* Activity
Take the entries below and print only the lines from the one with "#[tokio::main]" through the one with "to load config", exactly as they stand, both ends included.

(The data begins)

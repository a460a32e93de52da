//! Keeper command line client
//!
//! Single binary that:
//! 1. Loads the client registration from TOML (secret from env or file)
//! 2. Discovers the authorization realm from the Keeper API root
//! 3. Resumes the session persisted in `credentials_file`
//! 4. Runs one subcommand, persisting any refreshed credentials

mod command;
mod config;
mod store;

use anyhow::{Context, Result};
use keeper_client::{KeeperClient, KeeperSdk, SdkOptions};
use serde_json::Value;
use tracing::{error, info};
use tracing_subscriber::EnvFilter;
use tracing_subscriber::{layer::SubscriberExt, util::SubscriberInitExt};

use crate::command::{Command, SessionCommand};
use crate::config::Config;

#[tokio::main]
async fn main() -> Result<()> {
    let args: Vec<String> = std::env::args().skip(1).collect();
    let command = Command::parse(&args)?;

    let config_path = Config::resolve_path(command::config_flag(&args));
    let config = match command {
        Command::ApiInfo => Config::load_endpoint_only(&config_path),
        Command::Session(_) => Config::load(&config_path),
    }
    .with_context(|| format!("failed to load config from {}", config_path.display()))?;

    // JSON logs on stderr, filter from LOG_LEVEL / RUST_LOG / config debug flag
    let default_level = if config.debug { "debug" } else { "info" };
    tracing_subscriber::registry()
        .with(
            EnvFilter::try_from_env("LOG_LEVEL")
                .or_else(|_| EnvFilter::try_from_default_env())
                .unwrap_or_else(|_| EnvFilter::new(default_level)),
        )
        .with(tracing_subscriber::fmt::layer().json().with_writer(std::io::stderr))
        .init();

    info!(
        path = %config_path.display(),
        endpoint = %config.endpoint,
        client_id = %config.client.client_id,
        offline = config.client.offline,
        "configuration loaded"
    );

    let sdk = KeeperSdk::new(SdkOptions {
        endpoint: config.endpoint.clone(),
    });

    let session = match command {
        Command::ApiInfo => {
            let api_info = sdk.api_info().await.context("failed to fetch API info")?;
            return print_json(&serde_json::to_value(api_info)?);
        }
        Command::Session(session) => session,
    };

    let client = build_client(&sdk, &config).await?;
    match run(&client, &config, session).await {
        Ok(output) => print_json(&output),
        Err(e) => {
            match e.downcast_ref::<keeper_client::Error>() {
                Some(sdk_error) if sdk_error.requires_reauthorization() => error!(
                    kind = sdk_error.kind(),
                    "session cannot be refreshed, run `keeper authorize-url` and `keeper exchange` again"
                ),
                _ => {}
            }
            Err(e)
        }
    }
}

/// Client resumed from the credentials file, persisting every new token set back to it.
async fn build_client(sdk: &KeeperSdk, config: &Config) -> Result<KeeperClient> {
    let stored = store::load(&config.credentials_file)?;
    if let Some(ref credentials) = stored {
        info!(display_name = %credentials.display_name, "resuming stored session");
    }

    let path = config.credentials_file.clone();
    let client = sdk
        .create_client(config.client_options(), stored)
        .await
        .context("failed to create Keeper client")?
        .with_refresh_callback(move |credentials| match store::save(&path, credentials) {
            Ok(()) => info!(path = %path.display(), "credentials persisted"),
            Err(e) => error!(path = %path.display(), error = %format!("{e:#}"), "failed to persist credentials"),
        });
    Ok(client)
}

async fn run(client: &KeeperClient, config: &Config, command: SessionCommand) -> Result<Value> {
    let redirect_uri = config.client.redirect_uri.as_str();
    let output = match command {
        SessionCommand::AuthorizeUrl { state } => {
            let state = state.unwrap_or_else(keeper_auth::generate_state);
            serde_json::json!({
                "url": client.authorize_url(redirect_uri, &state),
                "state": state,
            })
        }
        SessionCommand::Exchange { code } => {
            let credentials = client
                .exchange_code(redirect_uri, &code)
                .await
                .context("authorization code exchange failed")?;
            serde_json::json!({
                "display_name": credentials.display_name,
                "expires_in": credentials.expires_in,
            })
        }
        SessionCommand::Refresh => {
            let credentials = client.refresh().await.context("token refresh failed")?;
            serde_json::json!({
                "display_name": credentials.display_name,
                "expires_in": credentials.expires_in,
            })
        }
        SessionCommand::Profile => client.profile().get().await.context("failed to fetch profile")?,
        SessionCommand::DocumentGet { id } => client
            .documents()
            .get(&id)
            .await
            .with_context(|| format!("failed to fetch document {id}"))?,
        SessionCommand::DocumentCreate { body } => client
            .documents()
            .post(&body)
            .await
            .context("failed to create document")?,
        SessionCommand::DocumentUpdate { id, body } => client
            .documents()
            .update(&id, &body)
            .await
            .with_context(|| format!("failed to update document {id}"))?,
        SessionCommand::DocumentDelete { id } => client
            .documents()
            .remove(&id)
            .await
            .with_context(|| format!("failed to delete document {id}"))?,
    };
    Ok(output)
}

fn print_json(value: &Value) -> Result<()> {
    println!("{}", serde_json::to_string_pretty(value)?);
    Ok(())
}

(The data ends)

* Output for this task
#[tokio::main]
async fn main() -> Result<()> {
    let args: Vec<String> = std::env::args().skip(1).collect();
    let command = Command::parse(&args)?;

    let config_path = Config::resolve_path(command::config_flag(&args));
    let config = match command {
        Command::ApiInfo => Config::load_endpoint_only(&config_path),
        Command::Session(_) => Config::load(&config_path),
    }
    .with_context(|| format!("failed to load config from {}", config_path.display()))?;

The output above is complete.